Edegar Pretto toma posse na Assembleia aclamado pelos movimentos sociais

WÁLMARO PAZ

A posse do novo presidente da Assembleia Legislativa, deputado estadual Edegar Pretto (PT), na tarde desta terça-feira, tomou ares de uma vitória eleitoral.
Os movimentos sociais, alijados do poder desde o impeachment da presidenta Dilma Roussef, lotaram a Praça da Matriz na capital gaúcha e praticamente toda as galerias do legislativo.
O plenário do parlamento gaúcho estava tomado por representantes dos movimentos rurais, sindicatos, comunidades Eclesiais de Base.
Não faltaram vaias ao governador José Ivo Sartori (PMDB) e ao prefeito da capital Nelson Marchezan Júnior (PSDB), assim como aplausos prolongados às figuras do ex-governador Olívio Dutra (PT) e ao próprio deputado Pretto quando apareceu no recinto.
No lado externo da Assembleia um grande telão mostrava, ao vivo, a posse a centenas de trabalhadores rurais que assistiam ao evento em um ambiente festivo. Ao lado do telão o conjunto “ Os cantadores do Povo”, com gaitas e violões animava a festa só parando para se ouvir o discurso de Edegar.

Violeiros e gaiteiros festejaram a posse do deputado "colono" Foto: Luis Eduardo Gomes
Violeiros e gaiteiros festejaram a posse do deputado “colono” Foto: Luis Eduardo Gomes

 
 
dezenas de rádios do interior do Estado transmitiam ao vivo a posse do colono. foto Walmaro Paz
Dezenas de rádios do interior do Estado transmitiam ao vivo a posse do colono.
foto Walmaro Paz

O povo aplaudia as palavras de Edegar e vibrou quando ele, depois de citar as autoridades presentes, saudou um a um os seus familiares, irmãos, cunhados, irmãs, mulher e filhos.
O novo presidente lembrou ainda a memória de seu pai, Adão Pretto, um dos quatro integrantes da primeira bancada do partido dos trabalhadores no Parlamento Gaúcho e primeiro agricultor sem-terra a assumir um mandato, cujo lema continua até agora: “Um pé na luta e outro no parlamento” e o logotipo formado por uma enxada e uma caneta cruzadas.
Desde a véspera o site do MST publicava toda a trajetória de Edegar Pretto e a história de seu pai que começou em Miraguaí, no Noroeste gaúcho. Na ante sala do Plenário cerca de 15 rádios do interior do Estado utilizando equipamentos para transmissão ao vivo. No plenário, no espaço reservado à imprensa dezenas de jornalistas  de pequenos jornais acompanhavam a solenidade num clima de festa.
Lideranças falaram sobre os desafios de Pretto 

Para a Iyà Vera Soares, do Fórum Nacional de Segurança Alimentar dos Povos de Matriz Africana, o novo presidente terá uma missão difícil pela frente.

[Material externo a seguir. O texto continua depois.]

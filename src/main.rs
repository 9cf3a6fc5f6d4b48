#![warn(clippy::all, rust_2018_idioms)]
#![cfg_attr(not(debug_assertions), windows_subsystem = "windows")] // hide console window on Windows in release

fn main() -> eframe::Result<()> {
    env_logger::init(); // Log to stderr (if you run with `RUST_LOG=debug`).

    let native_options = eframe::NativeOptions {
        initial_window_size: Some([800.0, 600.0].into()),
        min_window_size: Some([480.0, 360.0].into()),
        ..Default::default()
    };
    eframe::run_native(
        "QuizSmith",
        native_options,
        Box::new(|cc| Box::new(quizsmith::QuizApp::new(cc))),
    )
}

A crise política e os retrocessos sociais, na sua avaliação, exigirão do novo presidente “um olhar para as minorias e muita luta contra as desigualdades que se aprofundam”.

“Atravessamos um momento em que é preciso reconstruir e apostar no povo. Precisamos de mais oportunidades, mais respeito e menos medo. Acredito que o Edegar, pelo legado que o acompanha, terá plenas condições de fazer conosco essa travessia”, apontou.

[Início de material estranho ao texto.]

mod arithmetic_editor;
pub use arithmetic_editor::ArithmeticEditor;
mod choice_editor;
pub use choice_editor::ChoiceEditor;
mod test_builder;
pub use test_builder::TestBuilder;
mod test_picker;
pub use test_picker::TestPicker;
mod review_browser;
pub use review_browser::ReviewBrowser;

use crate::helpers::AppState;
use std::fmt::{self, Display, Formatter};
use std::slice::Iter;

#[derive(Debug, PartialEq, Eq, Hash, Clone, Copy)]
pub enum MenuAction {
    NewArithmeticQuestion,
    NewChoiceQuestion,
    AssembleTest,
    TakeTest,
    ReviewResults,
}

impl MenuAction {
    pub fn iter() -> Iter<'static, MenuAction> {
        static ACTIONS: [MenuAction; 5] = [
            MenuAction::NewArithmeticQuestion,
            MenuAction::NewChoiceQuestion,
            MenuAction::AssembleTest,
            MenuAction::TakeTest,
            MenuAction::ReviewResults,
        ];
        ACTIONS.iter()
    }
}

impl Display for MenuAction {
    fn fmt(&self, f: &mut Formatter<'_>) -> fmt::Result {
        match self {
            MenuAction::NewArithmeticQuestion => write!(f, "New Arithmetic Question"),
            MenuAction::NewChoiceQuestion => write!(f, "New Multiple Choice Question"),
            MenuAction::AssembleTest => write!(f, "Assemble a Test"),
            MenuAction::TakeTest => write!(f, "Take a Test"),
            MenuAction::ReviewResults => write!(f, "Review Completed Tests"),
        }
    }
}

/// One dialog's inner content. The host owns the window chrome; content
/// only fills in the body.
pub trait DialogContent {
    fn title(&self) -> &'static str;

    /// Draw the body. Returns false once the dialog wants to close.
    fn ui(&mut self, ui: &mut egui::Ui, state: &mut AppState) -> bool;
}

type Constructor = fn() -> Box<dyn DialogContent>;

/// Fixed action-to-dialog lookup table.
pub struct DialogRegistry {
    entries: Vec<(MenuAction, Constructor)>,
}

impl DialogRegistry {
    pub fn new() -> Self {
        Self {
            entries: Vec::new(),
        }
    }

    /// Every dialog the quiz menu offers.
    pub fn standard() -> Self {
        let mut registry = Self::new();
        registry.register(MenuAction::NewArithmeticQuestion, || {
            Box::new(ArithmeticEditor::default())
        });
        registry.register(MenuAction::NewChoiceQuestion, || {
            Box::new(ChoiceEditor::default())
        });
        registry.register(MenuAction::AssembleTest, || {
            Box::new(TestBuilder::default())
        });
        registry.register(MenuAction::TakeTest, || Box::new(TestPicker::default()));
        registry.register(MenuAction::ReviewResults, || {
            Box::new(ReviewBrowser::default())
        });
        registry
    }

    pub fn register(&mut self, action: MenuAction, build: Constructor) {
        self.entries.push((action, build));
    }

    pub fn build(&self, action: MenuAction) -> Option<Box<dyn DialogContent>> {
        self.entries
            .iter()
            .find(|(registered, _)| *registered == action)
            .map(|(_, build)| build())
    }
}

impl Default for DialogRegistry {
    fn default() -> Self {
        Self::standard()
    }
}

struct ActiveDialog {
    action: MenuAction,
    open: bool,
    content: Box<dyn DialogContent>,
}

/// Owns the single live dialog. Opening a second one closes the first;
/// there is never more than one up at a time.
#[derive(Default)]
pub struct DialogHost {
    active: Option<ActiveDialog>,
}

impl DialogHost {
    /// Look up `action` and put its dialog up, closing any dialog already
    /// showing. An action with no registered dialog leaves the current one
    /// alone and reports failure.
    pub fn open(&mut self, action: MenuAction, registry: &DialogRegistry) -> bool {
        let content = match registry.build(action) {
            Some(content) => content,
            None => {
                log::warn!("No dialog registered for {:?}", action);
                return false;
            }
        };
        self.close();
        log::debug!("Opening the {} dialog", content.title());
        self.active = Some(ActiveDialog {
            action,
            open: true,
            content,
        });
        true
    }

    pub fn close(&mut self) {
        if let Some(active) = self.active.take() {
            log::debug!("Closing the {} dialog", active.content.title());
        }
    }

    pub fn active(&self) -> Option<MenuAction> {
        self.active.as_ref().map(|active| active.action)
    }

    pub fn title(&self) -> Option<&str> {
        self.active.as_ref().map(|active| active.content.title())
    }

    /// Paint the live dialog, if any, and drop it once the user dismisses
    /// it from the title bar or the content asks to go away.
    pub fn show(&mut self, ctx: &egui::Context, state: &mut AppState) {
        let mut finished = false;
        if let Some(active) = &mut self.active {
            egui::Window::new(active.content.title())
                .open(&mut active.open)
                .collapsible(false)
                .resizable(false)
                .show(ctx, |ui| {
                    if !active.content.ui(ui, state) {
                        finished = true;
                    }
                });
            if !active.open {
                finished = true;
            }
        }
        if finished {
            self.close();
        }
    }
}

#[cfg(test)]
mod tests {
    use super::*;
    use std::sync::atomic::{AtomicU32, Ordering};

    struct Probe;

    impl DialogContent for Probe {
        fn title(&self) -> &'static str {
            "Probe"
        }

        fn ui(&mut self, _ui: &mut egui::Ui, _state: &mut AppState) -> bool {
            true
        }
    }

    #[test]
    fn standard_registry_covers_every_action() {
        let registry = DialogRegistry::standard();
        for action in MenuAction::iter() {
            assert!(registry.build(*action).is_some(), "{} has no dialog", action);
        }
    }

    #[test]
    fn every_action_opens_its_own_dialog() {
        let registry = DialogRegistry::standard();
        let mut host = DialogHost::default();
        for action in MenuAction::iter() {
            assert!(host.open(*action, &registry));
            assert_eq!(host.active(), Some(*action));
        }
    }

    #[test]
    fn dialogs_carry_their_action_names() {
        let registry = DialogRegistry::standard();
        let mut host = DialogHost::default();
        assert!(host.open(MenuAction::NewChoiceQuestion, &registry));
        assert_eq!(host.title(), Some("New Multiple Choice Question"));
    }

    #[test]
    fn open_builds_the_provider_exactly_once() {
        static PROBE_BUILDS: AtomicU32 = AtomicU32::new(0);

        let mut registry = DialogRegistry::new();
        registry.register(MenuAction::TakeTest, || {
            PROBE_BUILDS.fetch_add(1, Ordering::SeqCst);
            Box::new(Probe)
        });
        let mut host = DialogHost::default();
        assert!(host.open(MenuAction::TakeTest, &registry));
        assert_eq!(PROBE_BUILDS.load(Ordering::SeqCst), 1);
    }

    #[test]
    fn unknown_action_is_a_no_op() {
        let mut registry = DialogRegistry::new();
        registry.register(MenuAction::NewArithmeticQuestion, || Box::new(Probe));
        let mut host = DialogHost::default();
        assert!(host.open(MenuAction::NewArithmeticQuestion, &registry));
        assert!(!host.open(MenuAction::ReviewResults, &registry));
        assert_eq!(host.active(), Some(MenuAction::NewArithmeticQuestion));
    }

    #[test]
    fn opening_replaces_the_previous_dialog() {
        let registry = DialogRegistry::standard();
        let mut host = DialogHost::default();
        assert!(host.open(MenuAction::NewArithmeticQuestion, &registry));
        assert!(host.open(MenuAction::AssembleTest, &registry));
        assert_eq!(host.active(), Some(MenuAction::AssembleTest));
    }

    #[test]
    fn close_empties_the_slot() {
        let registry = DialogRegistry::standard();
        let mut host = DialogHost::default();
        assert!(host.open(MenuAction::TakeTest, &registry));
        host.close();
        assert_eq!(host.active(), None);
    }
}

O mesmo sentimento foi expresso pelas vereadoras Marilene Bonafé e Sirlei Rapkiewiz e pela ex-vereadora Amaura Dal Acqua, todas do município de Casca. “Vai ser uma gestão popular, com abertura e diálogo”, acredita Marilene.

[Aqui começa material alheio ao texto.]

use crate::components::password;
use crate::helpers::router::NavEvent;
use crate::helpers::AppState;

/// Username/password form. The username survives restarts; the password
/// never does.
#[derive(serde::Deserialize, serde::Serialize)]
#[serde(default)]
pub struct LoginPage {
    username: String,
    #[serde(skip)]
    password: String,
}

impl Default for LoginPage {
    fn default() -> Self {
        Self {
            username: "".to_string(),
            password: "".to_string(),
        }
    }
}

impl super::Page for LoginPage {
    fn name(&self) -> &'static str {
        "🔐 Login"
    }

    fn ui(&mut self, ui: &mut egui::Ui, _state: &mut AppState) -> Option<NavEvent> {
        let mut event = None;

        ui.heading("Log in");
        ui.add_space(8.0);

        egui::Grid::new("login_grid")
            .num_columns(2)
            .spacing([20.0, 4.0])
            .striped(false)
            .show(ui, |ui| {
                ui.label("Username:");
                ui.text_edit_singleline(&mut self.username);
                ui.end_row();

                ui.label("Password:");
                ui.add(password::password(&mut self.password));
                ui.end_row();
            });

        ui.separator();
        ui.horizontal(|ui| {
            if ui.button("Login").clicked() {
                event = Some(NavEvent::LoginSubmitted {
                    username: self.username.trim().to_string(),
                    password: self.password.clone(),
                });
            }
            if ui.button("Register").clicked() {
                event = Some(NavEvent::ShowRegister);
            }
        });

        event
    }
}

Faixas da Central Única dos Trabalhadores (CUT), da Central dos Trabalhadores do Brasil (CTB), da Marcha Mundial de Mulheres e dos sindicatos de servidores públicos, ao lado do principal símbolo do MST, expuseram as lutas e compromissos que integram a trajetória política e pessoal do petista, lembrada a todo o momento pelos manifestantes, até pelos mais jovens.

“Esperamos que o Edegar tenha atitude condizente com seu viés popular e que coloque em prática o legado de seu pai, Adão Pretto”, afirmou o estudante Filipe Veiga, que viajou mais de seis horas, especialmente para acompanhar a posse.